= TASK =
Word for word, restate each entry that appears below.

= EXERCISE DATA =
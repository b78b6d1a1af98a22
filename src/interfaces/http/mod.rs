//! HTTP API: expense CRUD forwarded to the record store, plus a manual
//! trigger for accrual runs.

use crate::application::scheduler::AccrualScheduler;
use crate::domain::expense::{ExpenseId, ExpenseRecord, ExpenseUpdate, NewExpense};
use crate::domain::ports::ExpenseStoreRef;
use crate::domain::report::RunReport;
use crate::error::AccrualError;
use axum::extract::{Path, State};
use axum::http::StatusCode;
use axum::response::{IntoResponse, Response};
use axum::routing::{get, post};
use axum::{Json, Router};
use serde_json::json;
use tracing::warn;

#[derive(Clone)]
pub struct ApiState {
    pub store: ExpenseStoreRef,
    pub scheduler: AccrualScheduler,
}

/// Error returned by handlers, rendered as `{"error": "..."}`.
pub struct ApiError(AccrualError);

impl From<AccrualError> for ApiError {
    fn from(err: AccrualError) -> Self {
        Self(err)
    }
}

impl IntoResponse for ApiError {
    fn into_response(self) -> Response {
        let status = match &self.0 {
            AccrualError::NotFound(_) => StatusCode::NOT_FOUND,
            AccrualError::InvalidRecord(_) => StatusCode::BAD_REQUEST,
            AccrualError::RunInProgress => StatusCode::CONFLICT,
            AccrualError::Transport(_) | AccrualError::Protocol(_) => StatusCode::BAD_GATEWAY,
            _ => StatusCode::INTERNAL_SERVER_ERROR,
        };
        if status.is_server_error() {
            warn!(status = %status, error = %self.0, "request failed");
        }
        (status, Json(json!({"error": self.0.to_string()}))).into_response()
    }
}

type ApiResult<T> = std::result::Result<T, ApiError>;

pub fn router(state: ApiState) -> Router {
    Router::new()
        .route("/", get(welcome))
        .route("/expenses", get(list_expenses).post(create_expense))
        .route(
            "/expenses/{id}",
            get(get_expense).put(update_expense).delete(delete_expense),
        )
        .route("/accrual/run", post(trigger_run))
        .with_state(state)
}

async fn welcome() -> &'static str {
    "Welcome to the Expense Manager API"
}

async fn list_expenses(State(state): State<ApiState>) -> ApiResult<Json<Vec<ExpenseRecord>>> {
    Ok(Json(state.store.list().await?))
}

async fn create_expense(
    State(state): State<ApiState>,
    Json(expense): Json<NewExpense>,
) -> ApiResult<(StatusCode, Json<ExpenseRecord>)> {
    let record = state.store.create(expense).await?;
    Ok((StatusCode::CREATED, Json(record)))
}

async fn get_expense(
    State(state): State<ApiState>,
    Path(id): Path<String>,
) -> ApiResult<Json<ExpenseRecord>> {
    let id = parse_id(&id);
    Ok(Json(state.store.get(&id).await?))
}

async fn update_expense(
    State(state): State<ApiState>,
    Path(id): Path<String>,
    Json(fields): Json<ExpenseUpdate>,
) -> ApiResult<Json<ExpenseRecord>> {
    let id = parse_id(&id);
    Ok(Json(state.store.update(&id, &fields).await?))
}

async fn delete_expense(
    State(state): State<ApiState>,
    Path(id): Path<String>,
) -> ApiResult<StatusCode> {
    state.store.delete(&parse_id(&id)).await?;
    Ok(StatusCode::NO_CONTENT)
}

async fn trigger_run(State(state): State<ApiState>) -> ApiResult<Json<RunReport>> {
    Ok(Json(state.scheduler.run_now().await?))
}

fn parse_id(raw: &str) -> ExpenseId {
    let Ok(id) = raw.parse::<ExpenseId>();
    id
}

= WRITTEN REPLY =
repository b78b6d1a1af98a22
filename src/interfaces/http/mod.rs
//! HTTP API: expense CRUD forwarded to the record store, plus a manual
//! trigger for accrual runs.

use crate::application::scheduler::AccrualScheduler;
use crate::domain::expense::{ExpenseId, ExpenseRecord, ExpenseUpdate, NewExpense};
use crate::domain::ports::ExpenseStoreRef;
use crate::domain::report::RunReport;
use crate::error::AccrualError;
use axum::extract::{Path, State};
use axum::http::StatusCode;
use axum::response::{IntoResponse, Response};
use axum::routing::{get, post};
use axum::{Json, Router};
use serde_json::json;
use tracing::warn;

#[derive(Clone)]
pub struct ApiState {
    pub store: ExpenseStoreRef,
    pub scheduler: AccrualScheduler,
}

/// Error returned by handlers, rendered as `{"error": "..."}`.
pub struct ApiError(AccrualError);

impl From<AccrualError> for ApiError {
    fn from(err: AccrualError) -> Self {
        Self(err)
    }
}

impl IntoResponse for ApiError {
    fn into_response(self) -> Response {
        let status = match &self.0 {
            AccrualError::NotFound(_) => StatusCode::NOT_FOUND,
            AccrualError::InvalidRecord(_) => StatusCode::BAD_REQUEST,
            AccrualError::RunInProgress => StatusCode::CONFLICT,
            AccrualError::Transport(_) | AccrualError::Protocol(_) => StatusCode::BAD_GATEWAY,
            _ => StatusCode::INTERNAL_SERVER_ERROR,
        };
        if status.is_server_error() {
            warn!(status = %status, error = %self.0, "request failed");
        }
        (status, Json(json!({"error": self.0.to_string()}))).into_response()
    }
}

type ApiResult<T> = std::result::Result<T, ApiError>;

pub fn router(state: ApiState) -> Router {
    Router::new()
        .route("/", get(welcome))
        .route("/expenses", get(list_expenses).post(create_expense))
        .route(
            "/expenses/{id}",
            get(get_expense).put(update_expense).delete(delete_expense),
        )
        .route("/accrual/run", post(trigger_run))
        .with_state(state)
}

async fn welcome() -> &'static str {
    "Welcome to the Expense Manager API"
}

async fn list_expenses(State(state): State<ApiState>) -> ApiResult<Json<Vec<ExpenseRecord>>> {
    Ok(Json(state.store.list().await?))
}

async fn create_expense(
    State(state): State<ApiState>,
    Json(expense): Json<NewExpense>,
) -> ApiResult<(StatusCode, Json<ExpenseRecord>)> {
    let record = state.store.create(expense).await?;
    Ok((StatusCode::CREATED, Json(record)))
}

async fn get_expense(
    State(state): State<ApiState>,
    Path(id): Path<String>,
) -> ApiResult<Json<ExpenseRecord>> {
    let id = parse_id(&id);
    Ok(Json(state.store.get(&id).await?))
}

async fn update_expense(
    State(state): State<ApiState>,
    Path(id): Path<String>,
    Json(fields): Json<ExpenseUpdate>,
) -> ApiResult<Json<ExpenseRecord>> {
    let id = parse_id(&id);
    Ok(Json(state.store.update(&id, &fields).await?))
}

async fn delete_expense(
    State(state): State<ApiState>,
    Path(id): Path<String>,
) -> ApiResult<StatusCode> {
    state.store.delete(&parse_id(&id)).await?;
    Ok(StatusCode::NO_CONTENT)
}

async fn trigger_run(State(state): State<ApiState>) -> ApiResult<Json<RunReport>> {
    Ok(Json(state.scheduler.run_now().await?))
}

fn parse_id(raw: &str) -> ExpenseId {
    let Ok(id) = raw.parse::<ExpenseId>();
    id
}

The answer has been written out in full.